Brent crude <LCOc1> rose above $115 a barrel to 2-1/2 year
highs on continued tension in Libya. []
Rising crude prices took its toll on automakers and airline
companies, with Daimler <DAIGn.DE> and Lufthansa <LHAG.DE> among
the biggest decliners, down 3.7 percent and 2.2 percent
respectively.
"I would not particularly want to be in the airlines at the
moment or Thomas Cook <TCG.L> or any sectors that are
particularly affected by the oil prices," a London-based fund
manager said. "The next stage on from that is if oil price does
stay at these levels, we would look at the effects on U.S.
growth and U.S. consumers and stocks related to that sector."

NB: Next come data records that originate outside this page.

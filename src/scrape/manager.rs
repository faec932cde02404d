//! ScrapeManager - lifecycle registry for poll tasks
//!
//! Enforces the at-most-one-task-per-key invariant and owns the shared
//! result channel every task publishes into.
//!
//! ## Concurrency discipline
//!
//! Start/stop/restart may be called concurrently from different command
//! handling contexts. The registry map sits behind a single mutex; the lock
//! is never held across an `.await`, and shutdown signals are sent only
//! after the lock is released. Removal from the registry happens the moment
//! a stop is requested, not when the task actually exits, so a new task may
//! be started under the same key immediately.

use std::collections::HashMap;
use std::sync::Mutex;

use tokio::sync::mpsc;
use tracing::debug;

use crate::config::TargetConfig;
use crate::prometheus::{FetcherFactory, default_fetcher_factory};
use crate::{PollResult, TaskKey};

use super::error::ScrapeError;
use super::task::PollTaskHandle;

/// Poll tasks block sending once this many results are queued unread.
const RESULT_CHANNEL_CAPACITY: usize = 64;

pub struct ScrapeManager {
    /// TaskKey → handle registry. Mutated under the lock only.
    tasks: Mutex<HashMap<TaskKey, PollTaskHandle>>,

    /// Cloned into every spawned task
    result_tx: mpsc::Sender<PollResult>,

    /// Handed out once, to the correlator
    result_rx: Mutex<Option<mpsc::Receiver<PollResult>>>,

    fetchers: FetcherFactory,
}

impl ScrapeManager {
    pub fn new() -> Self {
        Self::with_fetcher_factory(default_fetcher_factory())
    }

    /// Build a manager whose tasks fetch through `fetchers` instead of the
    /// default HTTP client.
    pub fn with_fetcher_factory(fetchers: FetcherFactory) -> Self {
        let (result_tx, result_rx) = mpsc::channel(RESULT_CHANNEL_CAPACITY);

        Self {
            tasks: Mutex::new(HashMap::new()),
            result_tx,
            result_rx: Mutex::new(Some(result_rx)),
            fetchers,
        }
    }

    /// Spawn a poll task for `config` under (guild_id, config.name).
    ///
    /// Fails with `AlreadyRunning` if a task exists for that key; a running
    /// task is never silently replaced. Callers must stop it first.
    pub fn start(&self, guild_id: &str, config: TargetConfig) -> Result<(), ScrapeError> {
        let key = TaskKey::new(guild_id, &config.name);

        let mut tasks = self.tasks.lock().expect("scrape registry lock poisoned");
        if tasks.contains_key(&key) {
            return Err(ScrapeError::AlreadyRunning(key));
        }

        let handle = self.spawn_task(key.clone(), config);
        tasks.insert(key.clone(), handle);
        drop(tasks);

        debug!(%key, "scraper started");
        Ok(())
    }

    /// Signal the task for (guild_id, target_name) to stop and remove it
    /// from the registry.
    ///
    /// Removal is synchronous; the task itself exits at its next select
    /// point, so callers must not assume it has fully drained.
    pub fn stop(&self, guild_id: &str, target_name: &str) -> Result<(), ScrapeError> {
        let key = TaskKey::new(guild_id, target_name);

        let handle = self
            .tasks
            .lock()
            .expect("scrape registry lock poisoned")
            .remove(&key)
            .ok_or_else(|| ScrapeError::NotRunning(key.clone()))?;

        // Signal outside the lock
        handle.shutdown();

        debug!(%key, "scraper stopped");
        Ok(())
    }

    /// Stop the task for this key and start a new one with `config`, as one
    /// registry update.
    ///
    /// Fails with `NotRunning` if no task was running; restarting a target
    /// that was never started is an observable error, not an implicit start.
    pub fn restart(&self, guild_id: &str, config: TargetConfig) -> Result<(), ScrapeError> {
        let key = TaskKey::new(guild_id, &config.name);

        let mut tasks = self.tasks.lock().expect("scrape registry lock poisoned");
        let old = tasks
            .remove(&key)
            .ok_or_else(|| ScrapeError::NotRunning(key.clone()))?;

        let handle = self.spawn_task(key.clone(), config);
        tasks.insert(key.clone(), handle);
        drop(tasks);

        old.shutdown();

        debug!(%key, "scraper restarted");
        Ok(())
    }

    /// The single shared result stream for all tasks across all guilds.
    ///
    /// Returns `None` after the first call; there is exactly one consumer.
    pub fn take_results(&self) -> Option<mpsc::Receiver<PollResult>> {
        self.result_rx
            .lock()
            .expect("result receiver lock poisoned")
            .take()
    }

    /// Keys of all currently registered tasks.
    pub fn running_keys(&self) -> Vec<TaskKey> {
        self.tasks
            .lock()
            .expect("scrape registry lock poisoned")
            .keys()
            .cloned()
            .collect()
    }

    /// The config snapshot the task for this key was started with.
    pub fn task_snapshot(&self, guild_id: &str, target_name: &str) -> Option<TargetConfig> {
        let key = TaskKey::new(guild_id, target_name);
        self.tasks
            .lock()
            .expect("scrape registry lock poisoned")
            .get(&key)
            .map(|handle| handle.snapshot.clone())
    }

    /// Stop every running task. Used on process exit.
    pub fn shutdown(&self) {
        let drained: Vec<_> = {
            let mut tasks = self.tasks.lock().expect("scrape registry lock poisoned");
            tasks.drain().collect()
        };

        for (key, handle) in drained {
            handle.shutdown();
            debug!(%key, "scraper stopped");
        }
    }

    fn spawn_task(&self, key: TaskKey, config: TargetConfig) -> PollTaskHandle {
        let fetcher = (self.fetchers)(&config);
        PollTaskHandle::spawn(key, config, fetcher, self.result_tx.clone())
    }
}

impl Default for ScrapeManager {
    fn default() -> Self {
        Self::new()
    }
}
pub mod config;
pub mod delivery;
pub mod handlers;
pub mod prometheus;
pub mod scrape;
pub mod store;

use std::collections::HashMap;
use std::fmt;

use chrono::{DateTime, Utc};
use serde::{Deserialize, Serialize};

/// A firing alert as reported by the monitoring endpoint.
///
/// The label and annotation maps are unordered; the well-known labels are
/// `alertname` and `severity`.
#[derive(Debug, Clone, Default, Serialize, Deserialize)]
pub struct Alert {
    #[serde(default)]
    pub labels: HashMap<String, String>,

    #[serde(default)]
    pub annotations: HashMap<String, String>,

    /// When the alert started firing.
    #[serde(default, rename = "activeAt")]
    pub active_at: Option<DateTime<Utc>>,

    #[serde(default)]
    pub state: String,

    #[serde(default)]
    pub value: String,
}

impl Alert {
    /// The `alertname` label, if present.
    pub fn name(&self) -> Option<&str> {
        self.labels.get("alertname").map(String::as_str)
    }

    /// The `severity` label, if present.
    pub fn severity(&self) -> Option<&str> {
        self.labels.get("severity").map(String::as_str)
    }
}

/// Identity of one poll task: (guild id, target name).
///
/// At most one poll task runs per key at any time; the scrape manager's
/// registry enforces this.
#[derive(Debug, Clone, PartialEq, Eq, Hash)]
pub struct TaskKey {
    pub guild_id: String,
    pub target_name: String,
}

impl TaskKey {
    pub fn new(guild_id: impl Into<String>, target_name: impl Into<String>) -> Self {
        Self {
            guild_id: guild_id.into(),
            target_name: target_name.into(),
        }
    }
}

impl fmt::Display for TaskKey {
    fn fmt(&self, f: &mut fmt::Formatter<'_>) -> fmt::Result {
        write!(f, "{}/{}", self.guild_id, self.target_name)
    }
}

/// One tick's worth of alerts from a single target.
///
/// Produced by a poll task, consumed exactly once by the correlator.
/// Carries only identity alongside the alerts; the correlator re-resolves
/// everything else against the current configuration.
#[derive(Debug, Clone)]
pub struct PollResult {
    pub guild_id: String,
    pub target_name: String,
    pub alerts: Vec<Alert>,
}
use serde::{Deserialize, Serialize};
use tracing::trace;

/// Top-level file configuration used to seed the store at startup.
#[derive(Debug, Clone, Deserialize)]
pub struct Config {
    pub guilds: Option<Vec<GuildConfig>>,
}

/// Everything stored for one guild: its id and its scrape targets.
#[derive(Debug, Clone, Serialize, Deserialize)]
pub struct GuildConfig {
    pub guild_id: String,

    #[serde(default)]
    pub targets: Vec<TargetConfig>,
}

impl GuildConfig {
    pub fn new(guild_id: impl Into<String>) -> Self {
        Self {
            guild_id: guild_id.into(),
            targets: Vec::new(),
        }
    }

    pub fn find_target(&self, name: &str) -> Option<&TargetConfig> {
        self.targets.iter().find(|target| target.name == name)
    }

    /// Mutable lookup into the backing vector, so edits land on the stored
    /// element rather than a copy.
    pub fn find_target_mut(&mut self, name: &str) -> Option<&mut TargetConfig> {
        self.targets.iter_mut().find(|target| target.name == name)
    }
}

/// One monitoring target: the endpoint to poll, how often, and where the
/// resulting alerts go.
#[derive(Debug, Clone, Serialize, Deserialize)]
pub struct TargetConfig {
    /// Unique within a guild.
    pub name: String,

    /// Alert API endpoint, e.g. `https://prometheus.example.com/api/v1/alerts`.
    pub endpoint: String,

    pub username: Option<String>,
    pub password: Option<String>,

    /// Poll interval in seconds.
    #[serde(default = "default_interval")]
    pub interval: u64,

    /// Chat channel that receives the filtered alerts.
    pub channel_id: String,

    /// Alert names suppressed for this target.
    #[serde(default)]
    pub inhibited_alerts: Vec<String>,
}

fn default_interval() -> u64 {
    60
}

pub fn read_config_file(path: &str) -> anyhow::Result<Config> {
    let file_content = std::fs::read_to_string(path)?;
    serde_json::from_str(&file_content)
        .map_err(|_| anyhow::anyhow!("Invalid configuration file provided!"))
        .inspect(|config: &Config| trace!("loaded config: {config:?}"))
}
//! The client facade: one connection, one status cache, the command catalog.

use lit_settings::ClientSettings;
use serde::Serialize;
use serde::de::DeserializeOwned;
use serde_json::Value;

use crate::connection::{ConnectionManager, ConnectionState};
use crate::errors::Result;
use crate::status::{ListeningStatus, StatusCache};
use crate::transport::{RpcTransport, invoke};
use crate::validate::ReplyCheck;

/// Client for one LIT node.
///
/// Instances are independent of each other; each owns its own connection,
/// request ids and listening status. Commands are grouped by concern in the
/// [`commands`](crate::commands) modules.
#[derive(Debug)]
pub struct LitClient<T = ConnectionManager> {
    rpc: T,
    status: StatusCache,
    listen_port: u16,
}

impl LitClient<ConnectionManager> {
    /// Client for the node at `ws://<host>:<port>/ws`. Nothing is opened yet.
    pub fn new(host: impl Into<String>, port: u16) -> Self {
        Self::with_settings(ClientSettings::for_endpoint(host, port))
    }

    /// Client configured from loaded settings.
    pub fn with_settings(settings: ClientSettings) -> Self {
        let listen_port = settings.listen_port;
        Self::with_transport(ConnectionManager::new(settings), listen_port)
    }

    /// Open the connection to the node.
    pub async fn open(&self) -> Result<()> {
        self.rpc.open().await
    }

    /// Close the connection to the node.
    pub async fn close(&self) -> Result<()> {
        self.rpc.close().await
    }

    /// Current connection state.
    pub fn state(&self) -> ConnectionState {
        self.rpc.state()
    }
}

impl Default for LitClient<ConnectionManager> {
    fn default() -> Self {
        Self::with_settings(ClientSettings::default())
    }
}

impl<T: RpcTransport> LitClient<T> {
    /// Client over an arbitrary transport.
    pub fn with_transport(rpc: T, listen_port: u16) -> Self {
        Self {
            rpc,
            status: StatusCache::new(),
            listen_port,
        }
    }

    /// The underlying transport.
    pub fn transport(&self) -> &T {
        &self.rpc
    }

    /// Port [`listen_on_default_port`](Self::listen_on_default_port) uses.
    pub fn listen_port(&self) -> u16 {
        self.listen_port
    }

    /// Raw call: send `params` to `method` and return the reply unvalidated.
    pub async fn call(&self, method: &str, params: Value) -> Result<Value> {
        self.rpc.call(method, params).await
    }

    pub(crate) async fn request<P, R>(&self, method: &str, payload: &P, check: ReplyCheck) -> Result<R>
    where
        P: Serialize + Sync,
        R: DeserializeOwned,
    {
        invoke(&self.rpc, method, payload, check).await
    }

    /// Ask the node to listen for peers on `port`. Succeeds if the node is
    /// already bound to that port.
    pub async fn listen(&self, port: u16) -> Result<()> {
        self.status.listen(&self.rpc, port).await
    }

    /// [`listen`](Self::listen) on the configured listen port.
    pub async fn listen_on_default_port(&self) -> Result<()> {
        self.listen(self.listen_port).await
    }

    /// Whether the node listens for peers; cached once known.
    pub async fn is_listening(&self) -> Result<bool> {
        self.status.is_listening(&self.rpc).await
    }

    /// Cached listening status without contacting the node.
    pub fn listening_status(&self) -> ListeningStatus {
        self.status.status()
    }
}
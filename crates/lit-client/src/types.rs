//! Wire envelopes exchanged with the node.

use serde::{Deserialize, Serialize};
use serde_json::Value;

/// Outgoing call: `{"method": .., "params": [payload], "id": ..}`.
#[derive(Clone, Debug, PartialEq, Serialize, Deserialize)]
pub struct RequestEnvelope {
    /// `Namespace.Verb` procedure name.
    pub method: String,
    /// Single-element parameter list.
    pub params: Vec<Value>,
    /// Correlation id.
    pub id: u64,
}

impl RequestEnvelope {
    /// Wrap `payload` for `method` under `id`.
    pub fn new(method: impl Into<String>, payload: Value, id: u64) -> Self {
        Self {
            method: method.into(),
            params: vec![payload],
            id,
        }
    }
}

/// Incoming reply: `{"id": .., "error": ..|null, "result": ..|null}`.
#[derive(Clone, Debug, PartialEq, Serialize, Deserialize)]
pub struct ResponseEnvelope {
    /// Correlation id of the request being answered.
    pub id: u64,
    /// Remote failure, `None` when null or absent.
    #[serde(default)]
    pub error: Option<Value>,
    /// Reply payload, `None` when null or absent.
    #[serde(default)]
    pub result: Option<Value>,
}

impl ResponseEnvelope {
    /// Split into the caller-visible outcome: a non-null `error` wins,
    /// otherwise `result` (null when absent).
    pub fn into_outcome(self) -> std::result::Result<Value, Value> {
        match self.error {
            Some(error) => Err(error),
            None => Ok(self.result.unwrap_or(Value::Null)),
        }
    }
}
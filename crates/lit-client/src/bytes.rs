//! Byte helpers for channel and contract payloads.

use std::fmt::Write as _;

/// Length the node expects for attached channel-state data.
pub const STATE_DATA_LEN: usize = 32;

/// Zero-extend `data` to `len` bytes. Inputs already at least `len` long are
/// returned unchanged.
pub fn pad_to(data: &[u8], len: usize) -> Vec<u8> {
    let mut padded = data.to_vec();
    if padded.len() < len {
        padded.resize(len, 0);
    }
    padded
}

/// Lower-case hex rendering.
pub fn to_hex(data: &[u8]) -> String {
    let mut out = String::with_capacity(data.len() * 2);
    for byte in data {
        let _ = write!(out, "{byte:02x}");
    }
    out
}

KBC Securities Bolero strategist Koen de Leus in Brussels
said: "If crude prices are going to go up to $125-$130 a barrel
then I think that more and more of the consumption expenditure
in the U.S. is going to have to be spent on gasoline and can't
be spent on other durable goods".
VOLATILITY CREEPS UP
Two U.S. warships were passing through the Suez Canal on
their way to waters off Libya as Western nations exerted
pressure on Muammar Gaddafi to step down. []
Worries intensified that political uprising could spread to
major oil producers such as Iran or Saudi Arabia, hitting energy
supplies needed to power global growth.
Saudi Arabia's benchmark stock index <.TASI> hit a 22-month
low as fears of sectarian strife grew after human rights
activists said authorities had detained a Shi'ite cleric, and as
activists set up Facebook pages calling for protests on March 11
and 20. [] []
The sell-off in European equities coincided with a rise in
the VDAX-NEW volatility index <.V1XI>, one of Europe's main
barometers of investor anxiety, to a one-week high, highlighting
investors jitters over the ongoing political uncertainty in the
Middle East and North Africa.
The higher the volatility index, based on sell and buy
options on Frankfurt's top-30 stocks <0#.GDAXI>, the lower
investor appetite for risky assets such as stocks.
"You see there were some troubles in Iran as well, which is
also an important producer of oil. Gold prices are around record
highs so it really points to the fact that people are very
worried about the situation," De Leus said.
Among the biggest decliners, Swiss Re <RUKN.VX> fell 2.5
percent after the reinsurer said claims from the recent
earthquake in New Zealand would cost it around 800 million Swiss
francs, meaning 2011 could become a high claims year overall.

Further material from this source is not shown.